According to TIC, 10100 Operations was the alter ego of Perkins & Will, the building’s largest
tenant. In making its investment, TIC alleged it relied on a “Property Condition Report”
prepared by EBI. EBI prepared the Report for LaSalle Bank, which was considering financing
the transaction. The Report expressly stated that potential investors could also rely on the
Report.
As part of its preparation of the Report, EBI requested 10100 Operations to complete a
Pre-Survey Questionnaire. Specifically, the questionnaire was for EBI to “obtain pertinent
property data, discover existing physical deficiencies, chronic problems, the extent of repairs, if
any, and their costs, and pending repairs and improvements.” 10100 Operations completed and
returned the questionnaire. The Report specifically stated that if the Pre-Survey Questionnaire
contained material differences from the findings in the Report, that the Pre-Survey Questionnaire
would be “forwarded.” TIC asserted no such document was ever forwarded, indicating that
10100 Operation’s Pre-Survey Questionnaire did not contain any material differences.
TIC alleged that after it invested in the property, it discovered the Report contained
numerous misrepresentations concerning the building’s condition.
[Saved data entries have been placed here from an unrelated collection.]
//! Native backend configuration.
//!
//! Controls the client handshake and the stream limits used by
//! [`NativeSocket`](crate::NativeSocket).
//!
//! # Example
//!
//! ```ignore
//! use hybrid_websocket::NativeOptions;
//!
//! let options = NativeOptions::new()
//!     .with_protocol("chat")
//!     .with_header("Authorization", "Bearer token")
//!     .with_max_message_size(1 << 20);
//! ```

// ============================================================================
// Imports
// ============================================================================

use tokio::runtime::Handle as RuntimeHandle;
use tokio_tungstenite::tungstenite::client::IntoClientRequest;
use tokio_tungstenite::tungstenite::handshake::client::Request;
use tokio_tungstenite::tungstenite::http::{HeaderMap, HeaderName, HeaderValue};
use tokio_tungstenite::tungstenite::protocol::WebSocketConfig;
use url::Url;

use crate::error::{Error, Result};

// ============================================================================
// Constants
// ============================================================================

/// Sub-protocol negotiation header.
const PROTOCOL_HEADER: &str = "Sec-WebSocket-Protocol";

/// Origin header.
const ORIGIN_HEADER: &str = "Origin";

// ============================================================================
// NativeOptions
// ============================================================================

/// Native backend configuration options.
#[derive(Debug, Clone, Default)]
pub struct NativeOptions {
    /// Extra handshake headers, in insertion order.
    pub headers: Vec<(String, String)>,

    /// Requested sub-protocols.
    pub protocols: Vec<String>,

    /// `Origin` header value.
    pub origin: Option<String>,

    /// Largest accepted message, in bytes. `None` keeps the library default.
    pub max_message_size: Option<usize>,

    /// Largest accepted frame, in bytes. `None` keeps the library default.
    pub max_frame_size: Option<usize>,

    /// Disable Nagle's algorithm on the TCP socket.
    pub nodelay: bool,

    /// Runtime that runs the connection task. Defaults to the ambient runtime.
    pub runtime: Option<RuntimeHandle>,
}

// ============================================================================
// Constructors
// ============================================================================

impl NativeOptions {
    /// Creates options with default settings.
    #[inline]
    #[must_use]
    pub fn new() -> Self {
        Self::default()
    }
}

// ============================================================================
// Builder Methods
// ============================================================================

impl NativeOptions {
    /// Adds a handshake header.
    #[inline]
    #[must_use]
    pub fn with_header(mut self, name: impl Into<String>, value: impl Into<String>) -> Self {
        self.headers.push((name.into(), value.into()));
        self
    }

    /// Adds a requested sub-protocol.
    #[inline]
    #[must_use]
    pub fn with_protocol(mut self, protocol: impl Into<String>) -> Self {
        self.protocols.push(protocol.into());
        self
    }

    /// Adds multiple requested sub-protocols.
    #[inline]
    #[must_use]
    pub fn with_protocols(mut self, protocols: impl IntoIterator<Item = impl Into<String>>) -> Self {
        self.protocols.extend(protocols.into_iter().map(Into::into));
        self
    }

    /// Sets the `Origin` header.
    #[inline]
    #[must_use]
    pub fn with_origin(mut self, origin: impl Into<String>) -> Self {
        self.origin = Some(origin.into());
        self
    }

    /// Sets the largest accepted message size.
    #[inline]
    #[must_use]
    pub fn with_max_message_size(mut self, bytes: usize) -> Self {
        self.max_message_size = Some(bytes);
        self
    }

    /// Sets the largest accepted frame size.
    #[inline]
    #[must_use]
    pub fn with_max_frame_size(mut self, bytes: usize) -> Self {
        self.max_frame_size = Some(bytes);
        self
    }

    /// Disables Nagle's algorithm.
    #[inline]
    #[must_use]
    pub fn with_nodelay(mut self) -> Self {
        self.nodelay = true;
        self
    }

    /// Runs connection tasks on the given runtime.
    #[inline]
    #[must_use]
    pub fn with_runtime(mut self, runtime: RuntimeHandle) -> Self {
        self.runtime = Some(runtime);
        self
    }
}

// ============================================================================
// Conversion Methods
// ============================================================================

impl NativeOptions {
    /// Checks that every header, the origin and the sub-protocols are valid
    /// HTTP header content.
    ///
    /// # Errors
    ///
    /// Unexpected error naming the first invalid entry.
    pub(crate) fn validate(&self) -> Result<()> {
        self.apply_headers(&mut HeaderMap::new())
    }

    /// Builds the client handshake request for `url`.
    ///
    /// # Errors
    ///
    /// Unexpected error if the URL or a header cannot form a valid request.
    pub(crate) fn to_request(&self, url: &Url) -> Result<Request> {
        let mut request = url
            .as_str()
            .into_client_request()
            .map_err(|e| Error::wrap("Invalid WebSocket request.", e))?;

        self.apply_headers(request.headers_mut())?;
        Ok(request)
    }

    fn apply_headers(&self, headers: &mut HeaderMap) -> Result<()> {
        for (name, value) in &self.headers {
            let name = HeaderName::from_bytes(name.as_bytes())
                .map_err(|e| Error::wrap(format!("Invalid header name: {name}"), e))?;
            let value = HeaderValue::from_str(value)
                .map_err(|e| Error::wrap(format!("Invalid value for header {name}"), e))?;
            headers.append(name, value);
        }

        if let Some(origin) = &self.origin {
            let value = HeaderValue::from_str(origin)
                .map_err(|e| Error::wrap("Invalid origin.", e))?;
            headers.insert(ORIGIN_HEADER, value);
        }

        if !self.protocols.is_empty() {
            let value = HeaderValue::from_str(&self.protocols.join(", "))
                .map_err(|e| Error::wrap("Invalid sub-protocol list.", e))?;
            headers.insert(PROTOCOL_HEADER, value);
        }

        Ok(())
    }

    /// Returns the stream limits, or `None` for library defaults.
    pub(crate) fn stream_config(&self) -> Option<WebSocketConfig> {
        if self.max_message_size.is_none() && self.max_frame_size.is_none() {
            return None;
        }

        let mut config = WebSocketConfig::default();
        if self.max_message_size.is_some() {
            config.max_message_size = self.max_message_size;
        }
        if self.max_frame_size.is_some() {
            config.max_frame_size = self.max_frame_size;
        }
        Some(config)
    }
}

// ============================================================================
// Tests
// ============================================================================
It complained that due to the
poor condition of the building, it steadily lost tenants, ultimately resulting in foreclosure on the
building and loss of its investment. TIC sued 10100 Operations, Perkins & Will, and EBI
alleging claims for fraud, negligent misrepresentation, aiding and abetting, and conspiracy.
Regarding Perkins & Will, TIC alleged it was the “true seller-in-fact” of the building and, as a
tenant in the building, it had knowledge of the building’s condition.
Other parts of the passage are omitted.